Statistics Assignment Help : Question 1: (R/Rcmdr)
For US students, need help on this assignment upload it through our website www.mytutorstore.com or send through email at firstname.lastname@example.org
Question 1: (R/Rcmdr)
Old Faithful Geyser in Yellowstone National Park is renowned, among other things, for the regularity of its eruptions. The eruption durations (X, in minutes) and the subsequent intervals before the next eruption (Y, in minutes) are provided in a separate file.
(i) Make a scatterplot of the interval variable versus the duration variable. Describe the relationship. Is there an overall pattern? Do you see any deviation from that pattern?
(ii) Find the correlation coefficient R between interval and duration. What would happen to the value of R if the scales were transformed in hours for the interval and duration variables.
DURATION 1.0000000 0.8584273
INTERVAL 0.8584273 1.0000000
(iii) Identify the slope and the intercept of the regression line from the R Commander output and write the equation of the line.Make sure you write clearly the equation of the regression line. I suggest
[Name of response] = [intercept value] +[value of the slope]*[Name of predictor]
Interpret the slope in this context (if I increase blank1 by ….. I expect blank2 …)
lm(formula = INTERVAL ~ DURATION, data = Dataset)
Min 1Q Median 3Q Max
-14.644 -4.440 -1.088 4.467 15.652
Estimate Std. Error t value Pr(>|t|)
(Intercept) 33.8282 2.2618 14.96 <2e-16 ***
DURATION 10.7410 0.6263 17.15 <2e-16 ***
Signif. codes: 0 '***' 0.001 '**' 0.01 '*' 0.05 '.' 0.1 ' ' 1
Residual standard error: 6.683 on 105 degrees of freedom
Multiple R-squared: 0.7369, Adjusted R-squared: 0.7344
F-statistic: 294.1 on 1 and 105 DF, p-value: < 2.2e-16
(iv) In simple language, what is the slope of the line telling us?

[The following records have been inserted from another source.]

//! Fabric scheduler.
//!
//! [`Fabric`] owns every port-level component and advances the whole
//! interconnect one tick at a time. It provides:
//! 1. **A Fixed Phase Order:** Route all masters, arbitrate every slave, tick
//!    the slave models, then advance the master engines. Arbitration always
//!    sees the current tick's requests, and no component reads a value
//!    written later in the same tick.
//! 2. **Lockstep Evaluation:** Single-threaded discrete time; a denied master
//!    retries next tick instead of blocking anything.
//! 3. **Total Reset:** One call returns every port to idle and clears all
//!    grant state, leaving attached storage contents in place.

use tracing::debug;

use crate::common::data::{HResp, TransType};
use crate::common::error::ConfigError;
use crate::common::ids::{MasterId, SlaveId};
use crate::config::FabricConfig;
use crate::report::OverviewReport;
use crate::stats::FabricStats;

use super::addrmap::AddressTable;
use super::arbiter::SlaveArbiter;
use super::master::{AdvanceCtx, MasterEngine, MasterState};
use super::router::{self, Reachability, Route};
use super::signals::{MasterReply, MasterRequest, SlaveRequest};
use super::slave::{NullSlave, SlaveModel};

/// Everything the fabric drove out of its ports during one tick.
#[derive(Clone, Debug)]
pub struct TickOutput {
    /// Per-master port replies, indexed by master id.
    pub masters: Vec<MasterReply>,
    /// Master granted each slave this tick, indexed by slave id.
    pub selected: Vec<Option<MasterId>>,
}

/// The multilayer interconnect.
///
/// Built once from a [`FabricConfig`]; the address map and connectivity are
/// immutable afterwards. Slave models attach by id before the bench starts
/// ticking; unattached ports fall back to a null model that completes every
/// data phase immediately.
#[derive(Debug)]
pub struct Fabric {
    width_bits: u32,
    master_names: Vec<String>,
    slave_names: Vec<String>,
    table: AddressTable,
    reach: Reachability,
    engines: Vec<MasterEngine>,
    arbiters: Vec<SlaveArbiter>,
    models: Vec<Box<dyn SlaveModel>>,
    last_ready: Vec<bool>,
    stats: FabricStats,
}

impl Fabric {
    /// Validates the configuration and builds the fabric.
    ///
    /// The configuration is consumed and locked; automatic range bases
    /// resolve here, in declaration order.
    ///
    /// # Errors
    ///
    /// Returns the first [`ConfigError`] found; no partial fabric is built.
    pub fn new(mut config: FabricConfig) -> Result<Self, ConfigError> {
        config.lock();
        let resolved = config.finalize()?;
        let table = AddressTable::build(&resolved.entries, &resolved.slaves)?;

        let mut reach = Reachability::new(resolved.masters.len(), resolved.slaves.len());
        for &(master, slave) in &resolved.links {
            reach.connect(master, slave);
        }

        let engines = (0..resolved.masters.len())
            .map(|i| MasterEngine::new(MasterId(i), resolved.width_bits))
            .collect();
        let arbiters = vec![SlaveArbiter::new(resolved.policy); resolved.slaves.len()];
        let models = (0..resolved.slaves.len())
            .map(|_| Box::new(NullSlave) as Box<dyn SlaveModel>)
            .collect();
        let stats = FabricStats::new(&resolved.masters, &resolved.slaves);
        let last_ready = vec![true; resolved.slaves.len()];

        debug!(
            masters = resolved.masters.len(),
            slaves = resolved.slaves.len(),
            ranges = table.ranges().len(),
            width_bits = resolved.width_bits,
            policy = ?resolved.policy,
            "fabric constructed"
        );

        Ok(Self {
            width_bits: resolved.width_bits,
            master_names: resolved.masters,
            slave_names: resolved.slaves,
            table,
            reach,
            engines,
            arbiters,
            models,
            last_ready,
            stats,
        })
    }

    /// Attaches a slave model to one port, replacing whatever was there.
    ///
    /// # Errors
    ///
    /// Fails with [`ConfigError::UnknownSlave`] for a foreign id.
    pub fn attach(
        &mut self,
        slave: SlaveId,
        model: Box<dyn SlaveModel>,
    ) -> Result<(), ConfigError> {
        let Some(slot) = self.models.get_mut(slave.index()) else {
            return Err(ConfigError::UnknownSlave {
                name: slave.to_string(),
            });
        };
        debug!(%slave, model = model.name(), "slave model attached");
        *slot = model;
        Ok(())
    }

    /// Advances the fabric by one tick.
    ///
    /// `inputs` is indexed by master id; missing entries act as idle ports.
    /// Every slave model ticks exactly once, selected or not.
    pub fn tick(&mut self, inputs: &[MasterRequest]) -> TickOutput {
        let n_masters = self.engines.len();
        let n_slaves = self.arbiters.len();
        let input_of = |i: usize| inputs.get(i).copied().unwrap_or_default();

        // Route every master against its current beat.
        let plans: Vec<_> = self
            .engines
            .iter()
            .enumerate()
            .map(|(i, engine)| engine.plan(&input_of(i)))
            .collect();
        let routes: Vec<Route> = plans
            .iter()
            .enumerate()
            .map(|(i, plan)| match plan.addr {
                Some(addr) => router::route(&self.table, &self.reach, MasterId(i), addr),
                None => Route::None,
            })
            .collect();

        // Arbitrate each slave on this tick's requests.
        let mut requesters: Vec<Vec<MasterId>> = vec![Vec::new(); n_slaves];
        for (i, plan) in plans.iter().enumerate() {
            if !plan.requests {
                continue;
            }
            if let Route::Hit { slave, .. } = routes[i] {
                requesters[slave.index()].push(MasterId(i));
            }
        }
        let granted: Vec<Option<MasterId>> = self
            .arbiters
            .iter_mut()
            .enumerate()
            .map(|(s, arbiter)| {
                let fresh = arbiter.owner().is_none();
                let grant = arbiter.arbitrate(&requesters[s]);
                if fresh {
                    if let Some(master) = grant {
                        debug!(%master, slave = %SlaveId(s), "grant acquired");
                    }
                }
                grant
            })
            .collect();

        // Present each slave its mux'd port signals and tick the model.
        let mut slave_replies = Vec::with_capacity(n_slaves);
        for s in 0..n_slaves {
            let req = match granted[s] {
                Some(m) => {
                    let mi = m.index();
                    let presents = plans[mi].requests
                        && matches!(routes[mi], Route::Hit { slave, .. } if slave.index() == s);
                    match self.engines[mi].frame() {
                        Some(frame) => SlaveRequest {
                            hsel: presents,
                            haddr: frame.addr,
                            hwrite: frame.write,
                            htrans: if presents { frame.trans } else { TransType::Idle },
                            hburst: frame.kind,
                            hsize: frame.size,
                            hwdata: input_of(mi).hwdata,
                            hready: self.last_ready[s],
                        },
                        None => SlaveRequest {
                            hready: self.last_ready[s],
                            ..SlaveRequest::idle()
                        },
                    }
                }
                None => SlaveRequest {
                    hready: self.last_ready[s],
                    ..SlaveRequest::idle()
                },
            };
            let reply = self.models[s].tick(&req);
            self.last_ready[s] = reply.hreadyout;
            slave_replies.push(reply);
        }

        // Advance every master engine against this tick's grant and ready.
        let mut master_replies = Vec::with_capacity(n_masters);
        for i in 0..n_masters {
            let me = MasterId(i);
            let bound = plans[i].bound.or(match routes[i] {
                Route::Hit { slave, .. } => Some(slave),
                _ => None,
            });
            let (slave_ready, rdata, resp) = match bound {
                Some(s) => {
                    let reply = slave_replies[s.index()];
                    (reply.hreadyout, reply.hrdata, reply.hresp)
                }
                None => (true, 0, HResp::Okay),
            };
            let is_granted = plans[i].requests
                && matches!(routes[i], Route::Hit { slave, .. }
                    if granted[slave.index()] == Some(me));

            let ctx = AdvanceCtx {
                route: routes[i],
                granted: is_granted,
                slave_ready,
                rdata,
                resp,
            };
            let (reply, fx) = self.engines[i].advance(&input_of(i), &ctx);

            if let Some((slave, keep)) = fx.keep {
                self.arbiters[slave.index()].set_keep(keep);
            }
            if let Some(slave) = fx.released {
                let arbiter = &mut self.arbiters[slave.index()];
                if arbiter.owner() == Some(me) {
                    debug!(master = %me, %slave, "grant released");
                    arbiter.release();
                }
            }

            if fx.beat_accepted {
                self.stats.on_beat(me);
            }
            if fx.entered_error {
                self.stats.on_error_sequence(me);
            }
            if reply.rejected.is_some() {
                self.stats.on_rejected(me);
            }
            if !reply.hready
                && matches!(
                    reply.state,
                    MasterState::Transfer | MasterState::TransferWait | MasterState::TransferFinish
                )
            {
                self.stats.on_wait(me);
            }
            master_replies.push(reply);
        }

        for s in 0..n_slaves {
            if granted[s].is_some() {
                self.stats.on_slave_busy(SlaveId(s));
            }
            if requesters[s].len() > 1 {
                self.stats.on_contended(SlaveId(s));
            }
        }
        self.stats.on_tick();

        TickOutput {
            masters: master_replies,
            selected: granted,
        }
    }

    /// Returns every port to idle and clears all grant state.
    ///
    /// Slave models keep their backing storage; only transient latches and
    /// wait counters clear. Statistics survive a reset.
    pub fn reset(&mut self) {
        for engine in &mut self.engines {
            engine.reset();
        }
        for arbiter in &mut self.arbiters {
            arbiter.reset();
        }
        for model in &mut self.models {
            model.reset();
        }
        for ready in &mut self.last_ready {
            *ready = true;
        }
        debug!("fabric reset");
    }

    /// Returns the data path width in bits.
    pub fn data_width(&self) -> u32 {
        self.width_bits
    }

    /// Returns the number of master ports.
    pub fn master_count(&self) -> usize {
        self.engines.len()
    }

    /// Returns the number of slave ports.
    pub fn slave_count(&self) -> usize {
        self.arbiters.len()
    }

    /// Resolves a master name to its id.
    pub fn master_id(&self, name: &str) -> Option<MasterId> {
        self.master_names
            .iter()
            .position(|m| m.as_str() == name)
            .map(MasterId)
    }

    /// Resolves a slave name to its id.
    pub fn slave_id(&self, name: &str) -> Option<SlaveId> {
        self.slave_names
            .iter()
            .position(|s| s.as_str() == name)
            .map(SlaveId)
    }

    /// Returns a master's name.
    pub fn master_name(&self, master: MasterId) -> Option<&str> {
        self.master_names.get(master.index()).map(String::as_str)
    }

    /// Returns a slave's name.
    pub fn slave_name(&self, slave: SlaveId) -> Option<&str> {
        self.slave_names.get(slave.index()).map(String::as_str)
    }

    /// Returns the engine state a master port showed last tick.
    pub fn state_of(&self, master: MasterId) -> Option<MasterState> {
        self.engines.get(master.index()).map(MasterEngine::state)
    }

    /// Returns the master currently owning a slave's grant.
    pub fn owner_of(&self, slave: SlaveId) -> Option<MasterId> {
        self.arbiters
            .get(slave.index())
            .and_then(SlaveArbiter::owner)
    }

    /// Returns whether a slave's grant is held across remaining beats.
    pub fn is_kept(&self, slave: SlaveId) -> bool {
        self.arbiters
            .get(slave.index())
            .is_some_and(SlaveArbiter::is_kept)
    }

    /// Returns the model attached to a slave port.
    pub fn model_mut(&mut self, slave: SlaveId) -> Option<&mut dyn SlaveModel> {
        Some(self.models.get_mut(slave.index())?.as_mut())
    }

    /// Returns the address table the fabric decodes with.
    pub fn table(&self) -> &AddressTable {
        &self.table
    }

    /// Returns the accumulated statistics.
    pub fn stats(&self) -> &FabricStats {
        &self.stats
    }

    /// Renders the connectivity matrix and address map.
    pub fn overview(&self) -> OverviewReport<'_> {
        OverviewReport::new(
            &self.master_names,
            &self.slave_names,
            &self.table,
            &self.reach,
            self.width_bits,
        )
    }
}
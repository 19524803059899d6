//! Slave-model doubles.
//!
//! `MockSlave` is the mockall double for expectation-style tests; the
//! hand-rolled [`ScriptedSlave`] answers `hreadyout` from a canned script
//! and logs every request it is shown, which suits tests that want to
//! replay a wait-state timeline and inspect the port signals afterwards.

use std::any::Any;
use std::collections::VecDeque;

use mockall::mock;

use ahbsim_core::{SlaveModel, SlaveReply, SlaveRequest};

mock! {
    pub Slave {}

    impl SlaveModel for Slave {
        fn name(&self) -> &'static str;
        fn tick(&mut self, req: &SlaveRequest) -> SlaveReply;
    }
}

/// Slave whose ready line follows a fixed per-tick script.
///
/// Each tick consumes one script entry; once the script runs dry the model
/// stays ready forever. Requests are logged in arrival order, selected or
/// not, so tests can assert exactly what the port drove each tick.
pub struct ScriptedSlave {
    ready: VecDeque<bool>,
    /// Every request seen, one entry per tick.
    pub log: Vec<SlaveRequest>,
}

impl ScriptedSlave {
    pub fn new(ready: &[bool]) -> Self {
        Self {
            ready: ready.iter().copied().collect(),
            log: Vec::new(),
        }
    }

    /// Addresses of the address phases presented while selected.
    pub fn selected_addrs(&self) -> Vec<u32> {
        self.log
            .iter()
            .filter(|req| req.hsel)
            .map(|req| req.haddr)
            .collect()
    }
}

impl SlaveModel for ScriptedSlave {
    fn name(&self) -> &str {
        "scripted"
    }

    fn tick(&mut self, req: &SlaveRequest) -> SlaveReply {
        self.log.push(*req);
        SlaveReply {
            hreadyout: self.ready.pop_front().unwrap_or(true),
            ..SlaveReply::default()
        }
    }

    fn reset(&mut self) {
        self.ready.clear();
        self.log.clear();
    }

    fn as_any_mut(&mut self) -> Option<&mut dyn Any> {
        Some(self)
    }
}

(v) Add the regression line to the scatterplot.
(vi) Find the percent of variation in the interval variable that is explained by the model. Does the regression model provide a good fit?
To find the percent of variation etc:
o Well, it is the square of correlation coefficient r found in (iii). It is to be read as a percentage (consult the examples in the notes).
(vii) Make a residual plot from the linear regression model you constructed above. Discuss the appropriateness of the model.
(viii) Use the equation of the regression line to predict the subsequent interval before the next eruption for an eruption that lasted 5 minutes. How confident are you in the accuracy of your prediction?